Top of ENTRIES PROVIDED

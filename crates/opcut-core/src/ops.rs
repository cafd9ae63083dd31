#![forbid(unsafe_code)]

//! Path-based read and copy-on-write update.
//!
//! Every update returns a new root. Containers on the way from the root to
//! the updated location are shallow-copied; everything else keeps its
//! identity, so `Value::ptr_eq` holds for untouched siblings:
//!
//! ```
//! use opcut_core::{ops, path, Value};
//! use serde_json::json;
//!
//! let state = Value::from(json!({"a": {"x": 1}, "b": {"y": 2}}));
//! let next = ops::set(&path!["a", "x"], &state, Value::from(5)).unwrap();
//!
//! assert_eq!(ops::get(&path!["a", "x"], &next), Some(&Value::from(5)));
//! let b_before = ops::get(&path!["b"], &state).unwrap();
//! let b_after = ops::get(&path!["b"], &next).unwrap();
//! assert!(b_before.ptr_eq(b_after));
//! ```
//!
//! # Creation rules
//!
//! While descending, an absent or `null` location becomes a fresh container
//! of the kind the next segment asks for (`Key` → map, `Index` → list). A
//! location holding a value of the other kind is an [`Error::InvalidPath`].
//! Writing past the end of a list pads the gap with `null`.

use std::sync::Arc;

use crate::error::{Error, Result};
use crate::path::{Path, Segment};
use crate::value::{Map, Value};

static NULL: Value = Value::Null;

/// Deep structural equality.
///
/// This is also the `PartialEq` implementation of [`Value`].
#[must_use]
pub fn equals(a: &Value, b: &Value) -> bool {
    match (a, b) {
        (Value::Null, Value::Null) => true,
        (Value::Bool(x), Value::Bool(y)) => x == y,
        (Value::Number(x), Value::Number(y)) => x == y,
        (Value::String(x), Value::String(y)) => x == y,
        (Value::List(x), Value::List(y)) => {
            Arc::ptr_eq(x, y)
                || (x.len() == y.len() && x.iter().zip(y.iter()).all(|(a, b)| equals(a, b)))
        }
        (Value::Map(x), Value::Map(y)) => {
            Arc::ptr_eq(x, y)
                || (x.len() == y.len()
                    && x
                        .iter()
                        .zip(y.iter())
                        .all(|((ka, va), (kb, vb))| ka == kb && equals(va, vb)))
        }
        _ => false,
    }
}

/// Read the value at `path`.
///
/// Returns `None` when a key or index is missing or when a segment meets a
/// value it cannot traverse (a primitive, or a container of the other kind).
#[must_use]
pub fn get<'a>(path: &Path, value: &'a Value) -> Option<&'a Value> {
    path.iter().try_fold(value, |current, segment| match (segment, current) {
        (Segment::Key(key), Value::Map(map)) => map.get(key),
        (Segment::Index(index), Value::List(items)) => items.get(*index),
        _ => None,
    })
}

/// Like [`get`], but clones the result and maps absence to `null`.
#[must_use]
pub fn get_or_null(path: &Path, value: &Value) -> Value {
    get(path, value).cloned().unwrap_or_default()
}

/// Replace the value at `path` with `f(old)`.
///
/// `f` receives `null` when the location does not exist yet.
pub fn change<F>(path: &Path, value: &Value, f: F) -> Result<Value>
where
    F: FnOnce(&Value) -> Value,
{
    try_change(path, value, |old| Ok::<_, Error>(f(old)))
}

/// Fallible form of [`change`]: the transform may reject the update.
///
/// Path errors are converted into the caller's error type.
pub fn try_change<E, F>(path: &Path, value: &Value, f: F) -> std::result::Result<Value, E>
where
    E: From<Error>,
    F: FnOnce(&Value) -> std::result::Result<Value, E>,
{
    crate::trace!(path = %path, "change");
    change_at(path, 0, value, f)
}

fn change_at<E, F>(path: &Path, pos: usize, current: &Value, f: F) -> std::result::Result<Value, E>
where
    E: From<Error>,
    F: FnOnce(&Value) -> std::result::Result<Value, E>,
{
    let Some(segment) = path.segments().get(pos) else {
        return f(current);
    };
    match segment {
        Segment::Key(key) => {
            let mut map = match current {
                Value::Map(map) => Map::clone(map),
                Value::Null => Map::new(),
                other => return Err(mismatch(path, pos, other).into()),
            };
            let old = map.get(key).unwrap_or(&NULL);
            let new = change_at(path, pos + 1, old, f)?;
            map.insert(key.clone(), new);
            Ok(Value::Map(Arc::new(map)))
        }
        Segment::Index(index) => {
            let mut items = match current {
                Value::List(items) => Vec::clone(items),
                Value::Null => Vec::new(),
                other => return Err(mismatch(path, pos, other).into()),
            };
            let old = items.get(*index).unwrap_or(&NULL);
            let new = change_at(path, pos + 1, old, f)?;
            if *index < items.len() {
                items[*index] = new;
            } else {
                items.resize(*index, Value::Null);
                items.push(new);
            }
            Ok(Value::List(Arc::new(items)))
        }
    }
}

/// Replace the value at `path` with `new`.
pub fn set(path: &Path, value: &Value, new: Value) -> Result<Value> {
    change(path, value, move |_| new)
}

/// Remove the map key or list index addressed by the last segment of `path`.
///
/// Removing something that does not exist returns an equal value. The empty
/// path removes everything and yields `null`.
pub fn omit(path: &Path, value: &Value) -> Result<Value> {
    let Some((last, init)) = path.segments().split_last() else {
        return Ok(Value::Null);
    };
    let parent: Path = init.iter().cloned().collect();
    validate(&parent, value)?;
    match get(&parent, value) {
        None | Some(Value::Null) => return Ok(value.clone()),
        Some(_) => {}
    }
    let last_pos = init.len();
    try_change(&parent, value, |container| match (last, container) {
        (Segment::Key(key), Value::Map(map)) => {
            if !map.contains_key(key) {
                return Ok(container.clone());
            }
            let mut map = Map::clone(map);
            map.remove(key);
            Ok(Value::Map(Arc::new(map)))
        }
        (Segment::Index(index), Value::List(items)) => {
            if *index >= items.len() {
                return Ok(container.clone());
            }
            let mut items = Vec::clone(items);
            items.remove(*index);
            Ok(Value::List(Arc::new(items)))
        }
        (_, other) => Err(mismatch(path, last_pos, other)),
    })
}

/// Check that every existing location along `path` has the kind its segment
/// asks for. Traversal stops quietly at the first absent location.
pub fn validate(path: &Path, value: &Value) -> Result<()> {
    let mut current = value;
    for (pos, segment) in path.iter().enumerate() {
        let next = match (segment, current) {
            (_, Value::Null) => return Ok(()),
            (Segment::Key(key), Value::Map(map)) => map.get(key),
            (Segment::Index(index), Value::List(items)) => items.get(*index),
            (_, other) => return Err(mismatch(path, pos, other)),
        };
        match next {
            Some(next) => current = next,
            None => return Ok(()),
        }
    }
    Ok(())
}

fn mismatch(path: &Path, pos: usize, found: &Value) -> Error {
    let reason = match &path.segments()[pos] {
        Segment::Key(key) => format!("key `{key}` applied to a {}", found.kind()),
        Segment::Index(index) => format!("index {index} applied to a {}", found.kind()),
    };
    Error::invalid_path(path, pos, reason)
}

#[cfg(test)]
mod tests {
    use super::*;
    use crate::path;
    use pretty_assertions::assert_eq;
    use serde_json::json;

    fn v(json: serde_json::Value) -> Value {
        Value::from(json)
    }

    #[test]
    fn equals_is_deep_and_type_strict() {
        assert!(equals(&v(json!({"a": [1, {"b": null}]})), &v(json!({"a": [1, {"b": null}]}))));
        assert!(!equals(&v(json!({"a": 1})), &v(json!({"a": 1, "b": 2}))));
        assert!(!equals(&v(json!([1, 2])), &v(json!([2, 1]))));
        assert!(!equals(&v(json!([])), &v(json!({}))));
        assert!(!equals(&v(json!("1")), &v(json!(1))));
    }

    #[test]
    fn get_returns_none_for_missing_or_untraversable() {
        let state = v(json!({"a": {"b": [10, 20]}, "s": "text"}));
        assert_eq!(get(&path!["a", "b", 1usize], &state), Some(&Value::from(20)));
        assert_eq!(get(&path!["a", "c"], &state), None);
        assert_eq!(get(&path!["a", "b", 5usize], &state), None);
        assert_eq!(get(&path!["s", "x"], &state), None);
        assert_eq!(get(&path!["a", 0usize], &state), None);
        assert_eq!(get(&Path::root(), &state), Some(&state));
    }

    #[test]
    fn change_creates_missing_containers() {
        let out = set(&path!["a", "b", 2usize], &Value::Null, Value::from("x")).unwrap();
        assert_eq!(out, v(json!({"a": {"b": [null, null, "x"]}})));
    }

    #[test]
    fn change_on_empty_path_transforms_root() {
        let out = change(&Path::root(), &Value::from(2), |old| {
            Value::from(old.as_f64().unwrap_or(0.0) * 10.0)
        })
        .unwrap();
        assert_eq!(out, Value::from(20));
    }

    #[test]
    fn change_rejects_kind_mismatch() {
        let state = v(json!({"list": [1, 2], "n": 3}));
        let err = set(&path!["list", "k"], &state, Value::Null).unwrap_err();
        assert!(matches!(err, Error::InvalidPath { position: 1, .. }), "{err}");
        let err = set(&path!["n", 0usize], &state, Value::Null).unwrap_err();
        assert!(matches!(err, Error::InvalidPath { position: 1, .. }), "{err}");
    }

    #[test]
    fn change_shares_untouched_siblings() {
        let state = v(json!({"a": {"x": 1}, "b": {"y": [1, 2]}}));
        let next = set(&path!["a", "x"], &state, Value::from(2)).unwrap();
        assert!(!state.ptr_eq(&next));
        assert!(get(&path!["b"], &state).unwrap().ptr_eq(get(&path!["b"], &next).unwrap()));
        assert_eq!(get(&path!["a", "x"], &state), Some(&Value::from(1)));
    }

    #[test]
    fn try_change_propagates_transform_error() {
        #[derive(Debug, PartialEq)]
        enum E {
            Path,
            Rejected,
        }
        impl From<Error> for E {
            fn from(_: Error) -> Self {
                E::Path
            }
        }
        let state = v(json!({"a": 1}));
        let out: std::result::Result<Value, E> =
            try_change(&path!["a"], &state, |_| Err(E::Rejected));
        assert_eq!(out.unwrap_err(), E::Rejected);
        let out: std::result::Result<Value, E> =
            try_change(&path!["a", "b"], &state, |old| Ok(old.clone()));
        assert_eq!(out.unwrap_err(), E::Path);
    }

    #[test]
    fn omit_removes_key_and_index() {
        let state = v(json!({"a": {"x": 1, "y": 2}, "l": [1, 2, 3]}));
        assert_eq!(
            omit(&path!["a", "x"], &state).unwrap(),
            v(json!({"a": {"y": 2}, "l": [1, 2, 3]}))
        );
        assert_eq!(
            omit(&path!["l", 1usize], &state).unwrap(),
            v(json!({"a": {"x": 1, "y": 2}, "l": [1, 3]}))
        );
    }

    #[test]
    fn omit_missing_is_noop_and_mismatch_fails() {
        let state = v(json!({"a": {"x": 1}, "l": [1]}));
        assert_eq!(omit(&path!["a", "nope"], &state).unwrap(), state);
        assert_eq!(omit(&path!["missing", "deep"], &state).unwrap(), state);
        assert_eq!(omit(&path!["l", 9usize], &state).unwrap(), state);
        assert!(omit(&path!["l", "k"], &state).is_err());
        assert!(omit(&path!["a", 0usize, "k"], &state).is_err());
        assert_eq!(omit(&Path::root(), &state).unwrap(), Value::Null);
    }
}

Bottom of ENTRIES PROVIDED

YOUR INSTRUCTIONS
Within the records, filter for lines that contain the word "parent" and show each one.

EXERCISE SOLUTION
    let parent: Path = init.iter().cloned().collect();
    validate(&parent, value)?;
    match get(&parent, value) {
    try_change(&parent, value, |container| match (last, container) {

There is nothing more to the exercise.